Compressed memory algorithms lock up my mac occasionally

This is largely a bug/feature request based upon my observed behavior of memory management on mac os x.

Since covid-19 started, I've been working from home on my macbook pro with 16G of memory. I basically use chrome all day and have a ton of tabs and windows open.

When my mac starts to slow down, I'll often just close a whole window which I have not been using for a long time.

This leads to my memory pressure on activity monitor going red for a good 20 seconds to a minute where I can not do anything.

At the moment, my memory usage is:
Physical Memory: 16 G
Memory Used: 13.57G
Cached Files: 1.37G
Swap Used 7.22G
App Memory: 7.07G
Wired Memory: 4.45G
Compressed: 2.89G (It's often in the 4G+ range)

So, what I've noticed is the following:

app memory went down to about 4G
swap used goes down to 4.5G
compressed goes up to 6.5G
memory pressure spiked to yellow (in this instance which is fine)

Then, swap goes back up to 7.7G, compressed goes down to 1.3G

My understanding of the implementation here is that an unused page of ram will be compressed in memory. That will also be swapped out to disk in compressed form if need be.

Now, when I exit my program, it can't just free up the pages used on swap, it instead needs to read it into compressed memory, and then from there return it back to normal memory which can then be freed. I'm not 100% sure on this but this is the behavior I observed and read about online.

Since I basically use my work machine as a glorified web browser, I'd like to be able to turn off compression (which apparently isn't possible anymore on catalina) so that traditional swapping to my SSD will be used. This would on average allow me to actually use 3-4G more of ram for active applications at the cost of having to swap, which is generally fine for me. I have some windows which stay minimized most of the time and I'm willing to wait for them if I need to go use them.

I'd love to hear more about how compression actually works, assuming that I'm wrong somewhere, and what next steps I'd want to take to try to get in an official feature request for changing the behavior.

Thanks,

Mike (former Solaris VM expert)

You mentioned using Chrome, a notorious memory hog. Have you thought about splitting your work across browsers for the sites that might be compatible?
The compression algorithm is documented in WKdm_new.h (implementations are per-architecture assembly), and you may also be interested in vm_compressor_backing_store.h
Thanks TyngJJ, unfortunately, using chrome is required by my work. The pointers to the code are great. I'll walk through the code and see if there's anything there which would explain the behaviors I've been observing.

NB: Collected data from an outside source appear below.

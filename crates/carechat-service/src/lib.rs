//! # carechat-service
//!
//! Application layer: the messaging use cases, their DTOs, and the
//! [`ServiceContext`] that wires stores, presence and fan-out together.

pub mod dto;
pub mod services;

#[cfg(any(test, feature = "testing"))]
pub mod testing;

pub use services::{
    ConversationService, DirectoryService, MessagingService, PresenceService, ServiceContext,
    ServiceContextBuilder, ServiceError, ServiceResult,
};
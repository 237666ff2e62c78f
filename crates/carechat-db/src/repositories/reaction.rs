//! PostgreSQL implementation of ReactionRepository

use async_trait::async_trait;
use sqlx::PgPool;
use tracing::instrument;

use carechat_core::traits::{ReactionRepository, RepoResult};
use carechat_core::{Reaction, Snowflake};

use crate::models::ReactionModel;

use super::error::{map_db_error, map_foreign_key_violation, message_not_found};

/// PostgreSQL implementation of ReactionRepository
#[derive(Clone)]
pub struct PgReactionRepository {
    pool: PgPool,
}

impl PgReactionRepository {
    pub fn new(pool: PgPool) -> Self {
        Self { pool }
    }
}

#[async_trait]
impl ReactionRepository for PgReactionRepository {
    #[instrument(skip(self, reaction), fields(message_id = %reaction.message_id, user_id = %reaction.user_id))]
    async fn upsert(&self, reaction: &Reaction) -> RepoResult<()> {
        sqlx::query(
            r#"
            INSERT INTO message_reactions (message_id, user_id, emoji, created_at)
            VALUES ($1, $2, $3, $4)
            ON CONFLICT (message_id, user_id)
            DO UPDATE SET emoji = EXCLUDED.emoji, created_at = EXCLUDED.created_at
            "#,
        )
        .bind(reaction.message_id.into_inner())
        .bind(reaction.user_id.into_inner())
        .bind(&reaction.emoji)
        .bind(reaction.created_at)
        .execute(&self.pool)
        .await
        .map_err(|e| map_foreign_key_violation(e, || message_not_found(reaction.message_id)))?;

        Ok(())
    }

    #[instrument(skip(self))]
    async fn remove(&self, message_id: Snowflake, user_id: Snowflake) -> RepoResult<bool> {
        let result =
            sqlx::query("DELETE FROM message_reactions WHERE message_id = $1 AND user_id = $2")
                .bind(message_id.into_inner())
                .bind(user_id.into_inner())
                .execute(&self.pool)
                .await
                .map_err(map_db_error)?;

        Ok(result.rows_affected() > 0)
    }

    #[instrument(skip(self))]
    async fn list_for_message(&self, message_id: Snowflake) -> RepoResult<Vec<Reaction>> {
        let results = sqlx::query_as::<_, ReactionModel>(
            r#"
            SELECT message_id, user_id, emoji, created_at
            FROM message_reactions
            WHERE message_id = $1
            ORDER BY created_at ASC
            "#,
        )
        .bind(message_id.into_inner())
        .fetch_all(&self.pool)
        .await
        .map_err(map_db_error)?;

        Ok(results.into_iter().map(Reaction::from).collect())
    }

    #[instrument(skip(self, message_ids), fields(count = message_ids.len()))]
    async fn list_for_messages(&self, message_ids: &[Snowflake]) -> RepoResult<Vec<Reaction>> {
        if message_ids.is_empty() {
            return Ok(Vec::new());
        }

        let ids: Vec<i64> = message_ids.iter().map(|id| id.into_inner()).collect();
        let results = sqlx::query_as::<_, ReactionModel>(
            r#"
            SELECT message_id, user_id, emoji, created_at
            FROM message_reactions
            WHERE message_id = ANY($1)
            ORDER BY message_id ASC, created_at ASC
            "#,
        )
        .bind(&ids)
        .fetch_all(&self.pool)
        .await
        .map_err(map_db_error)?;

        Ok(results.into_iter().map(Reaction::from).collect())
    }
}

using chrome is required by my work

Sorry, but I have to push back on this. Are all of the sites you use non-functional in Safari? What about Safari Technology Preview? What if you enable the super-secret "debug" mode (over and above the Develop menu)?

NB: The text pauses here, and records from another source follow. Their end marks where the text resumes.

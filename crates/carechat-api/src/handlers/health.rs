//! Health check handlers
//!
//! Endpoints for liveness and readiness probes.

use axum::{extract::State, http::StatusCode, Json};
use carechat_service::dto::{HealthResponse, ReadinessResponse};

use crate::state::AppState;

/// Basic health check (liveness probe)
///
/// GET /health
pub async fn health_check() -> Json<HealthResponse> {
    Json(HealthResponse::healthy())
}

/// Readiness check with dependency health
///
/// GET /health/ready
pub async fn readiness_check(State(state): State<AppState>) -> (StatusCode, Json<ReadinessResponse>) {
    // In-memory stores have nothing to probe
    let db_healthy = match state.db() {
        Some(pool) => carechat_db::ping(pool).await.is_ok(),
        None => true,
    };

    let redis_healthy = match state.redis() {
        Some(pool) => Some(pool.health_check().await.is_ok()),
        None => None,
    };

    let response = ReadinessResponse::ready(db_healthy, redis_healthy);
    let status = if response.is_ready() {
        StatusCode::OK
    } else {
        StatusCode::SERVICE_UNAVAILABLE
    };

    (status, Json(response))
}
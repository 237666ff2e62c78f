//! Message entity - a single direct message and its delivery/edit/reaction state

use chrono::{DateTime, Duration, Utc};
use serde::{Deserialize, Serialize};
use std::fmt;
use std::str::FromStr;

use crate::entities::Reaction;
use crate::error::DomainError;
use crate::value_objects::{ConversationKey, Snowflake};

/// Maximum message length in characters
pub const MAX_CONTENT_LENGTH: usize = 4000;

#[derive(Debug, Clone, Copy, PartialEq, Eq, Hash, Default, Serialize, Deserialize)]
#[serde(rename_all = "lowercase")]
pub enum MessageType {
    #[default]
    Text,
    Image,
    File,
    Audio,
    Video,
}

impl MessageType {
    pub const ALL: [MessageType; 5] = [
        Self::Text,
        Self::Image,
        Self::File,
        Self::Audio,
        Self::Video,
    ];

    pub fn as_str(&self) -> &'static str {
        match self {
            Self::Text => "text",
            Self::Image => "image",
            Self::File => "file",
            Self::Audio => "audio",
            Self::Video => "video",
        }
    }
}

impl FromStr for MessageType {
    type Err = DomainError;

    fn from_str(s: &str) -> Result<Self, Self::Err> {
        Self::ALL
            .into_iter()
            .find(|t| t.as_str() == s)
            .ok_or_else(|| DomainError::validation(format!("unknown message type: {s}")))
    }
}

impl fmt::Display for MessageType {
    fn fmt(&self, f: &mut fmt::Formatter<'_>) -> fmt::Result {
        f.write_str(self.as_str())
    }
}

/// Delivery status.
///
/// `sending -> sent -> delivered -> read` on the happy path, with `failed`
/// reachable only from `sending`.
#[derive(Debug, Clone, Copy, PartialEq, Eq, Hash, Default, Serialize, Deserialize)]
#[serde(rename_all = "lowercase")]
pub enum MessageStatus {
    Sending,
    #[default]
    Sent,
    Delivered,
    Read,
    Failed,
}

impl MessageStatus {
    pub fn as_str(&self) -> &'static str {
        match self {
            Self::Sending => "sending",
            Self::Sent => "sent",
            Self::Delivered => "delivered",
            Self::Read => "read",
            Self::Failed => "failed",
        }
    }

    pub fn can_advance_to(self, next: MessageStatus) -> bool {
        matches!(
            (self, next),
            (Self::Sending, Self::Sent | Self::Failed)
                | (Self::Sent, Self::Delivered | Self::Read)
                | (Self::Delivered, Self::Read)
        )
    }

    /// True when `other` is an earlier point on the happy path than `self`
    pub fn is_past(self, other: MessageStatus) -> bool {
        match (self.rank(), other.rank()) {
            (Some(current), Some(other)) => other < current,
            _ => false,
        }
    }

    fn rank(self) -> Option<u8> {
        match self {
            Self::Sending => Some(0),
            Self::Sent => Some(1),
            Self::Delivered => Some(2),
            Self::Read => Some(3),
            Self::Failed => None,
        }
    }
}

impl FromStr for MessageStatus {
    type Err = DomainError;

    fn from_str(s: &str) -> Result<Self, Self::Err> {
        match s {
            "sending" => Ok(Self::Sending),
            "sent" => Ok(Self::Sent),
            "delivered" => Ok(Self::Delivered),
            "read" => Ok(Self::Read),
            "failed" => Ok(Self::Failed),
            other => Err(DomainError::validation(format!(
                "unknown message status: {other}"
            ))),
        }
    }
}

impl fmt::Display for MessageStatus {
    fn fmt(&self, f: &mut fmt::Formatter<'_>) -> fmt::Result {
        f.write_str(self.as_str())
    }
}

/// Stored file descriptor handed over by the upload service
#[derive(Debug, Clone, PartialEq, Eq, Serialize, Deserialize)]
#[serde(rename_all = "camelCase")]
pub struct Attachment {
    pub filename: String,
    pub mime_type: String,
    pub size: i64,
    pub url: String,
}

impl Attachment {
    pub fn is_image(&self) -> bool {
        self.mime_type.starts_with("image/")
    }
}

/// Message entity
#[derive(Debug, Clone, PartialEq, Eq)]
pub struct Message {
    pub id: Snowflake,
    pub conversation_id: Snowflake,
    pub conversation_key: ConversationKey,
    pub sender_id: Snowflake,
    pub recipient_id: Snowflake,
    pub content: String,
    pub message_type: MessageType,
    pub attachment: Option<Attachment>,
    pub status: MessageStatus,
    pub is_read: bool,
    pub read_at: Option<DateTime<Utc>>,
    pub reply_to: Option<Snowflake>,
    pub reactions: Vec<Reaction>,
    pub is_edited: bool,
    pub edited_at: Option<DateTime<Utc>>,
    pub original_content: Option<String>,
    pub created_at: DateTime<Utc>,
    pub updated_at: DateTime<Utc>,
}

impl Message {
    /// Create a freshly sent text message. The conversation key is derived from the
    /// sender/recipient pair and stored on the message.
    pub fn new(
        id: Snowflake,
        conversation_id: Snowflake,
        sender_id: Snowflake,
        recipient_id: Snowflake,
        content: String,
        now: DateTime<Utc>,
    ) -> Self {
        Self {
            id,
            conversation_id,
            conversation_key: ConversationKey::resolve(sender_id, recipient_id),
            sender_id,
            recipient_id,
            content,
            message_type: MessageType::Text,
            attachment: None,
            status: MessageStatus::Sent,
            is_read: false,
            read_at: None,
            reply_to: None,
            reactions: Vec::new(),
            is_edited: false,
            edited_at: None,
            original_content: None,
            created_at: now,
            updated_at: now,
        }
    }

    pub fn with_type(mut self, message_type: MessageType) -> Self {
        self.message_type = message_type;
        self
    }

    pub fn with_reply_to(mut self, reply_to: Option<Snowflake>) -> Self {
        self.reply_to = reply_to;
        self
    }

    pub fn with_attachment(mut self, attachment: Option<Attachment>) -> Self {
        self.attachment = attachment;
        self
    }

    #[inline]
    pub fn is_participant(&self, user_id: Snowflake) -> bool {
        self.sender_id == user_id || self.recipient_id == user_id
    }

    pub fn ensure_sender(&self, user_id: Snowflake, action: &str) -> Result<(), DomainError> {
        if self.sender_id == user_id {
            Ok(())
        } else {
            Err(DomainError::forbidden(format!("only the sender can {action} a message")))
        }
    }

    pub fn ensure_participant(&self, user_id: Snowflake) -> Result<(), DomainError> {
        if self.is_participant(user_id) {
            Ok(())
        } else {
            Err(DomainError::forbidden("not a participant of this conversation"))
        }
    }

    pub fn ensure_editable(&self, now: DateTime<Utc>, window: Duration) -> Result<(), DomainError> {
        if now - self.created_at > window {
            return Err(DomainError::EditWindowExpired {
                minutes: window.num_minutes(),
            });
        }
        Ok(())
    }

    /// Replace the content if the edit window is still open.
    ///
    /// The first edit keeps the original text; later edits leave it untouched.
    pub fn edit(
        &mut self,
        content: String,
        now: DateTime<Utc>,
        window: Duration,
    ) -> Result<(), DomainError> {
        self.ensure_editable(now, window)?;
        if self.original_content.is_none() {
            self.original_content = Some(std::mem::take(&mut self.content));
        }
        self.content = content;
        self.is_edited = true;
        self.edited_at = Some(now);
        self.updated_at = now;
        Ok(())
    }

    /// Move the delivery status forward.
    ///
    /// Returns `Ok(false)` when `next` is the current status or already behind it,
    /// which makes late delivery receipts harmless.
    pub fn advance_status(
        &mut self,
        next: MessageStatus,
        now: DateTime<Utc>,
    ) -> Result<bool, DomainError> {
        if self.status == next || self.status.is_past(next) {
            return Ok(false);
        }
        if !self.status.can_advance_to(next) {
            return Err(DomainError::validation(format!(
                "cannot move message from {} to {}",
                self.status, next
            )));
        }
        self.status = next;
        if next == MessageStatus::Read {
            self.is_read = true;
            self.read_at = Some(now);
        }
        self.updated_at = now;
        Ok(true)
    }

    /// Set `user_id`'s reaction, replacing any earlier one from the same user
    pub fn set_reaction(&mut self, user_id: Snowflake, emoji: String, now: DateTime<Utc>) {
        self.reactions.retain(|r| r.user_id != user_id);
        self.reactions
            .push(Reaction::new(self.id, user_id, emoji, now));
    }

    pub fn remove_reaction(&mut self, user_id: Snowflake) -> bool {
        let before = self.reactions.len();
        self.reactions.retain(|r| r.user_id != user_id);
        before != self.reactions.len()
    }
}
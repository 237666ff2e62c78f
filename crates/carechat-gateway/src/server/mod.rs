//! Gateway server setup
//!
//! Backend connections, service wiring and the `/gateway` route. The REST
//! binary reuses all of it to mount the gateway in-process.

mod handler;
mod state;

pub use handler::{gateway_handler, ConnectQuery};
pub use state::GatewayState;

use crate::broadcast::{EventDispatcher, LocalNotifier};
use crate::connection::ConnectionManager;
use axum::{routing::get, Router};
use carechat_cache::{
    InMemoryPresenceRegistry, RedisNotifier, RedisPool, RedisPresenceRegistry, SubscriberConfig,
};
use carechat_common::{AppConfig, AppError, FanoutMode, JwtService};
use carechat_core::{EventNotifier, PresenceRegistry, SnowflakeGenerator};
use carechat_db::PgPool;
use carechat_service::ServiceContext;
use std::sync::Arc;
use tokio::net::TcpListener;
use tower_http::trace::TraceLayer;

/// Stateless router serving `/gateway`, ready to merge into another app
pub fn gateway_router(state: GatewayState) -> Router {
    Router::new()
        .route("/gateway", get(gateway_handler))
        .with_state(state)
}

/// Connections to PostgreSQL and, if configured, Redis
#[derive(Debug, Clone)]
pub struct Backends {
    pub db: PgPool,
    pub redis: Option<RedisPool>,
}

pub async fn connect_backends(config: &AppConfig) -> Result<Backends, AppError> {
    tracing::info!("Connecting to PostgreSQL...");
    let db = carechat_db::create_pool(&config.database)
        .await
        .map_err(|e| AppError::Database(e.to_string()))?;
    if config.database.run_migrations {
        carechat_db::run_migrations(&db, config.database.migrations_dir.as_deref())
            .await
            .map_err(|e| AppError::Database(e.to_string()))?;
    }

    let redis = match &config.redis {
        Some(redis_config) => {
            tracing::info!("Connecting to Redis...");
            let pool =
                RedisPool::from_config(redis_config).map_err(|e| AppError::Cache(e.to_string()))?;
            pool.health_check()
                .await
                .map_err(|e| AppError::Cache(e.to_string()))?;
            Some(pool)
        }
        None => None,
    };

    Ok(Backends { db, redis })
}

/// Build the service context and gateway state over the given backends.
///
/// Presence lives in Redis when it is configured. Events are delivered
/// in-process for [`FanoutMode::Local`] or published on Redis and picked up
/// by every instance's [`EventDispatcher`] for [`FanoutMode::Redis`].
pub fn create_gateway_state(config: &AppConfig, backends: &Backends) -> Result<GatewayState, AppError> {
    let connections = ConnectionManager::new_shared();

    let presence: Arc<dyn PresenceRegistry> = match &backends.redis {
        Some(pool) => Arc::new(RedisPresenceRegistry::new(pool.clone())),
        None => Arc::new(InMemoryPresenceRegistry::new()),
    };

    let (notifier, dispatcher): (Arc<dyn EventNotifier>, Option<Arc<EventDispatcher>>) =
        match config.gateway.fanout {
            FanoutMode::Local => (Arc::new(LocalNotifier::new(connections.clone())), None),
            FanoutMode::Redis => {
                let pool = backends.redis.clone().ok_or_else(|| {
                    AppError::Config("GATEWAY_FANOUT=redis requires REDIS_URL".to_string())
                })?;
                let subscriber_config = SubscriberConfig {
                    redis_url: pool.url().to_string(),
                    ..SubscriberConfig::default()
                };
                let dispatcher = Arc::new(EventDispatcher::new(subscriber_config, connections.clone()));
                dispatcher.clone().start();
                (Arc::new(RedisNotifier::new(pool)), Some(dispatcher))
            }
        };

    let db = &backends.db;
    let services = ServiceContext::builder()
        .conversation_repo(Arc::new(carechat_db::PgConversationRepository::new(db.clone())))
        .message_repo(Arc::new(carechat_db::PgMessageRepository::new(db.clone())))
        .reaction_repo(Arc::new(carechat_db::PgReactionRepository::new(db.clone())))
        .user_directory(Arc::new(carechat_db::PgUserDirectory::new(db.clone())))
        .presence(presence)
        .notifier(notifier)
        .snowflake_generator(Arc::new(SnowflakeGenerator::new(config.snowflake.worker_id)))
        .chat_config(config.chat.clone())
        .build()
        .map_err(|e| AppError::Config(e.to_string()))?;

    let jwt = Arc::new(JwtService::new(&config.jwt.secret, config.jwt.access_token_expiry));
    let state = GatewayState::new(services, connections, jwt, config.gateway.clone());

    Ok(match dispatcher {
        Some(dispatcher) => state.with_dispatcher(dispatcher),
        None => state,
    })
}

/// Run the standalone gateway. Events raised by other instances (the REST
/// API included) only arrive through Redis, so redis fan-out is required.
pub async fn run(config: AppConfig) -> Result<(), AppError> {
    if config.gateway.fanout != FanoutMode::Redis {
        return Err(AppError::Config(
            "the standalone gateway needs GATEWAY_FANOUT=redis".to_string(),
        ));
    }

    let backends = connect_backends(&config).await?;
    let state = create_gateway_state(&config, &backends)?;
    let app = gateway_router(state).layer(TraceLayer::new_for_http());

    let addr = config.gateway.server.address();
    let listener = TcpListener::bind(&addr)
        .await
        .map_err(|e| AppError::Config(format!("Failed to bind to {addr}: {e}")))?;
    tracing::info!("Gateway listening on ws://{}/gateway", addr);

    axum::serve(listener, app)
        .await
        .map_err(|e| AppError::Config(format!("Server error: {e}")))?;

    Ok(())
}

Just saying that Chrome is "a notorious memory hog" really doesn't do it justice. As you have seen, it will bring your machine to its knees. You didn't clarify which machine you have. "MacBook Pro" could mean a 2012 machine with aftermarket SSD, or a modern machine. The old SATA SSDs max out at 560 MB/s whereas the modern, built-in SSDs reach over 3000 MB/s. If you are running Chrome heavily enough to notice memory compression, then that might make a difference. Plus, a modern MacBook Pro can be configured to up to 64 GB RAM. Hey, if you have to use Chrome, why not?

One of the big open source projects I use has a dependency on the Pdfium project, which is technically part of Chromium. That has given me a little bit of insight into how Google writes code, especially memory-management code. To put it bluntly, if you use Chrome, go for the 64 GB option. Google has no clue how to manage memory. They have lots and lots of complex C++ code to use memory, even going down to low-level page management. It would be much better if they just used built-in facilities.

Trying to hack around on your system to manage memory compression is a non-starter. Just minimize your use of Chrome. If you don't need a tab, close it. Restart your computer every day. Never use any of those "memory clean up" apps.


I can't seem to figure out how to reply to a specific message but this is in response to Etresoft. I have a 2017 macbook pro with 16G fo memory with 3.5GHz Dual-Core Intel Core i7. This is a modern machine with everything installed by apple.

As far as using chrome, based upon where I work, it is the only browser supported and the work specific plugins are used all of the time. I am well aware that some web based tools I use are memory hogs. That said, the behavior of the system as a whole is not acceptable under these scenarios I'm describing.

Locking up my whole machine for about 5 minutes (today) dropping my App Memory from 5.5G to 3G while swapping in data to 7G of compressed memory to then just fee it up is not OK.

I am also aware that I can have better browser hygiene, closing tabs more often ... I still claim that the choices made for compressing memory are suboptimal and that apple should be looking into this. I'll likely have to reach out to someone who works over there to discuss this with them because maybe there's something that I'm missing here.